— TASK TO COMPLETE —
The entries below should appear again in your reply, word for word.

— DATA TO USE —
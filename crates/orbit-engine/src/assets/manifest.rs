use std::collections::HashMap;
use serde::{Deserialize, Serialize};

/// Describes where planet images live and how texture keys map to files.
/// Loaded from a JSON file at runtime, or supplied by the site setup.
#[derive(Debug, Clone, PartialEq, Serialize, Deserialize)]
pub struct PlanetManifest {
    /// Directory of the planet images (e.g., "assets/planets").
    #[serde(default = "default_base_path")]
    pub base_path: String,
    /// File extension without the dot.
    #[serde(default = "default_extension")]
    pub extension: String,
    /// Texture key → exact file stem, for files whose name is not the key.
    #[serde(default)]
    pub overrides: HashMap<String, String>,
}

fn default_base_path() -> String {
    "assets/planets".to_string()
}

fn default_extension() -> String {
    "png".to_string()
}

impl Default for PlanetManifest {
    fn default() -> Self {
        Self {
            base_path: default_base_path(),
            extension: default_extension(),
            overrides: HashMap::new(),
        }
    }
}

impl PlanetManifest {
    /// Parse a manifest from a JSON string.
    pub fn from_json(json: &str) -> Result<Self, serde_json::Error> {
        serde_json::from_str(json)
    }

    pub fn with_override(mut self, key: impl Into<String>, file: impl Into<String>) -> Self {
        self.overrides.insert(key.into(), file.into());
        self
    }

    /// Relative path of the image for a texture key.
    pub fn file_for(&self, key: &str) -> String {
        let stem = self.overrides.get(key).map(String::as_str).unwrap_or(key);
        format!("{}/{}.{}", self.base_path.trim_end_matches('/'), stem, self.extension)
    }
}

#[cfg(test)]
mod tests {
    use super::*;

    #[test]
    fn override_wins_over_key() {
        let manifest = PlanetManifest::default()
            .with_override("thal3", "Thal3")
            .with_override("abysium", "Abyssium");
        assert_eq!(manifest.file_for("thal3"), "assets/planets/Thal3.png");
        assert_eq!(manifest.file_for("abysium"), "assets/planets/Abyssium.png");
        assert_eq!(manifest.file_for("kairon"), "assets/planets/kairon.png");
    }

    #[test]
    fn parse_partial_manifest() {
        let json = r#"{
            "base_path": "img/worlds/",
            "overrides": { "orionisix": "Orionis-IX" }
        }"#;
        let manifest = PlanetManifest::from_json(json).unwrap();
        assert_eq!(manifest.extension, "png");
        assert_eq!(manifest.file_for("orionisix"), "img/worlds/Orionis-IX.png");
    }
}
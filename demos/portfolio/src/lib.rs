use wasm_bindgen::prelude::*;

mod names;
mod site;
use site::Portfolio;

orbit_web::export_scene!(Portfolio, "portfolio");
pub mod action;
pub mod config;
pub mod setup;
pub mod types;
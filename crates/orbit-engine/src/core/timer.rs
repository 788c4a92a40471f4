/// One-shot deadline polled once per frame.
///
/// Deferred phases (camera hold, warp fades) are deadlines rather than
/// callbacks. Only one deadline is held: re-arming overwrites it and
/// cancelling clears it, so a superseded deadline can never report due.
#[derive(Debug, Clone, Copy, Default)]
pub struct OneShot {
    due_ms: Option<f64>,
}

impl OneShot {
    pub fn new() -> Self {
        Self::default()
    }

    /// Arm the deadline `delay_ms` from `now_ms`, replacing any pending one.
    pub fn arm(&mut self, now_ms: f64, delay_ms: f64) {
        self.due_ms = Some(now_ms + delay_ms.max(0.0));
    }

    /// Drop the pending deadline, if any.
    pub fn cancel(&mut self) {
        self.due_ms = None;
    }

    pub fn is_armed(&self) -> bool {
        self.due_ms.is_some()
    }

    /// Milliseconds until the deadline, or None when disarmed.
    pub fn remaining_ms(&self, now_ms: f64) -> Option<f64> {
        self.due_ms.map(|due| (due - now_ms).max(0.0))
    }

    /// Returns true exactly once, on the first poll at or after the deadline.
    pub fn fire(&mut self, now_ms: f64) -> bool {
        match self.due_ms {
            Some(due) if now_ms >= due => {
                self.due_ms = None;
                true
            }
            _ => false,
        }
    }
}

#[cfg(test)]
mod tests {
    use super::*;

    #[test]
    fn fires_once_after_deadline() {
        let mut t = OneShot::new();
        t.arm(1000.0, 180.0);
        assert!(!t.fire(1100.0));
        assert!(t.fire(1180.0));
        assert!(!t.fire(1200.0));
        assert!(!t.is_armed());
    }

    #[test]
    fn rearm_supersedes_old_deadline() {
        let mut t = OneShot::new();
        t.arm(0.0, 100.0);
        t.arm(50.0, 100.0);
        assert!(!t.fire(120.0), "old deadline must not fire");
        assert!(t.fire(150.0));
    }

    #[test]
    fn cancel_prevents_firing() {
        let mut t = OneShot::new();
        t.arm(0.0, 10.0);
        t.cancel();
        assert!(!t.is_armed());
        assert!(!t.fire(1000.0));
    }

    #[test]
    fn zero_delay_fires_same_poll() {
        let mut t = OneShot::new();
        t.arm(42.0, 0.0);
        assert_eq!(t.remaining_ms(42.0), Some(0.0));
        assert!(t.fire(42.0));
    }
}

— ANSWER TO THE EXERCISE —
filename crates/orbit-engine/src/assets/manifest.rs
use std::collections::HashMap;
use serde::{Deserialize, Serialize};

/// Describes where planet images live and how texture keys map to files.
/// Loaded from a JSON file at runtime, or supplied by the site setup.
#[derive(Debug, Clone, PartialEq, Serialize, Deserialize)]
pub struct PlanetManifest {
    /// Directory of the planet images (e.g., "assets/planets").
    #[serde(default = "default_base_path")]
    pub base_path: String,
    /// File extension without the dot.
    #[serde(default = "default_extension")]
    pub extension: String,
    /// Texture key → exact file stem, for files whose name is not the key.
    #[serde(default)]
    pub overrides: HashMap<String, String>,
}

fn default_base_path() -> String {
    "assets/planets".to_string()
}

fn default_extension() -> String {
    "png".to_string()
}

impl Default for PlanetManifest {
    fn default() -> Self {
        Self {
            base_path: default_base_path(),
            extension: default_extension(),
            overrides: HashMap::new(),
        }
    }
}

impl PlanetManifest {
    /// Parse a manifest from a JSON string.
    pub fn from_json(json: &str) -> Result<Self, serde_json::Error> {
        serde_json::from_str(json)
    }

    pub fn with_override(mut self, key: impl Into<String>, file: impl Into<String>) -> Self {
        self.overrides.insert(key.into(), file.into());
        self
    }

    /// Relative path of the image for a texture key.
    pub fn file_for(&self, key: &str) -> String {
        let stem = self.overrides.get(key).map(String::as_str).unwrap_or(key);
        format!("{}/{}.{}", self.base_path.trim_end_matches('/'), stem, self.extension)
    }
}

#[cfg(test)]
mod tests {
    use super::*;

    #[test]
    fn override_wins_over_key() {
        let manifest = PlanetManifest::default()
            .with_override("thal3", "Thal3")
            .with_override("abysium", "Abyssium");
        assert_eq!(manifest.file_for("thal3"), "assets/planets/Thal3.png");
        assert_eq!(manifest.file_for("abysium"), "assets/planets/Abyssium.png");
        assert_eq!(manifest.file_for("kairon"), "assets/planets/kairon.png");
    }

    #[test]
    fn parse_partial_manifest() {
        let json = r#"{
            "base_path": "img/worlds/",
            "overrides": { "orionisix": "Orionis-IX" }
        }"#;
        let manifest = PlanetManifest::from_json(json).unwrap();
        assert_eq!(manifest.extension, "png");
        assert_eq!(manifest.file_for("orionisix"), "img/worlds/Orionis-IX.png");
    }
}
filename demos/portfolio/src/lib.rs
use wasm_bindgen::prelude::*;

mod names;
mod site;
use site::Portfolio;

orbit_web::export_scene!(Portfolio, "portfolio");
pub mod action;
pub mod config;
pub mod setup;
pub mod types;
filename crates/orbit-engine/src/core/timer.rs
repository 788c4a92a40471f4
/// One-shot deadline polled once per frame.
///
/// Deferred phases (camera hold, warp fades) are deadlines rather than
/// callbacks. Only one deadline is held: re-arming overwrites it and
/// cancelling clears it, so a superseded deadline can never report due.
#[derive(Debug, Clone, Copy, Default)]
pub struct OneShot {
    due_ms: Option<f64>,
}

impl OneShot {
    pub fn new() -> Self {
        Self::default()
    }

    /// Arm the deadline `delay_ms` from `now_ms`, replacing any pending one.
    pub fn arm(&mut self, now_ms: f64, delay_ms: f64) {
        self.due_ms = Some(now_ms + delay_ms.max(0.0));
    }

    /// Drop the pending deadline, if any.
    pub fn cancel(&mut self) {
        self.due_ms = None;
    }

    pub fn is_armed(&self) -> bool {
        self.due_ms.is_some()
    }

    /// Milliseconds until the deadline, or None when disarmed.
    pub fn remaining_ms(&self, now_ms: f64) -> Option<f64> {
        self.due_ms.map(|due| (due - now_ms).max(0.0))
    }

    /// Returns true exactly once, on the first poll at or after the deadline.
    pub fn fire(&mut self, now_ms: f64) -> bool {
        match self.due_ms {
            Some(due) if now_ms >= due => {
                self.due_ms = None;
                true
            }
            _ => false,
        }
    }
}

#[cfg(test)]
mod tests {
    use super::*;

    #[test]
    fn fires_once_after_deadline() {
        let mut t = OneShot::new();
        t.arm(1000.0, 180.0);
        assert!(!t.fire(1100.0));
        assert!(t.fire(1180.0));
        assert!(!t.fire(1200.0));
        assert!(!t.is_armed());
    }

    #[test]
    fn rearm_supersedes_old_deadline() {
        let mut t = OneShot::new();
        t.arm(0.0, 100.0);
        t.arm(50.0, 100.0);
        assert!(!t.fire(120.0), "old deadline must not fire");
        assert!(t.fire(150.0));
    }

    #[test]
    fn cancel_prevents_firing() {
        let mut t = OneShot::new();
        t.arm(0.0, 10.0);
        t.cancel();
        assert!(!t.is_armed());
        assert!(!t.fire(1000.0));
    }

    #[test]
    fn zero_delay_fires_same_poll() {
        let mut t = OneShot::new();
        t.arm(42.0, 0.0);
        assert_eq!(t.remaining_ms(42.0), Some(0.0));
        assert!(t.fire(42.0));
    }
}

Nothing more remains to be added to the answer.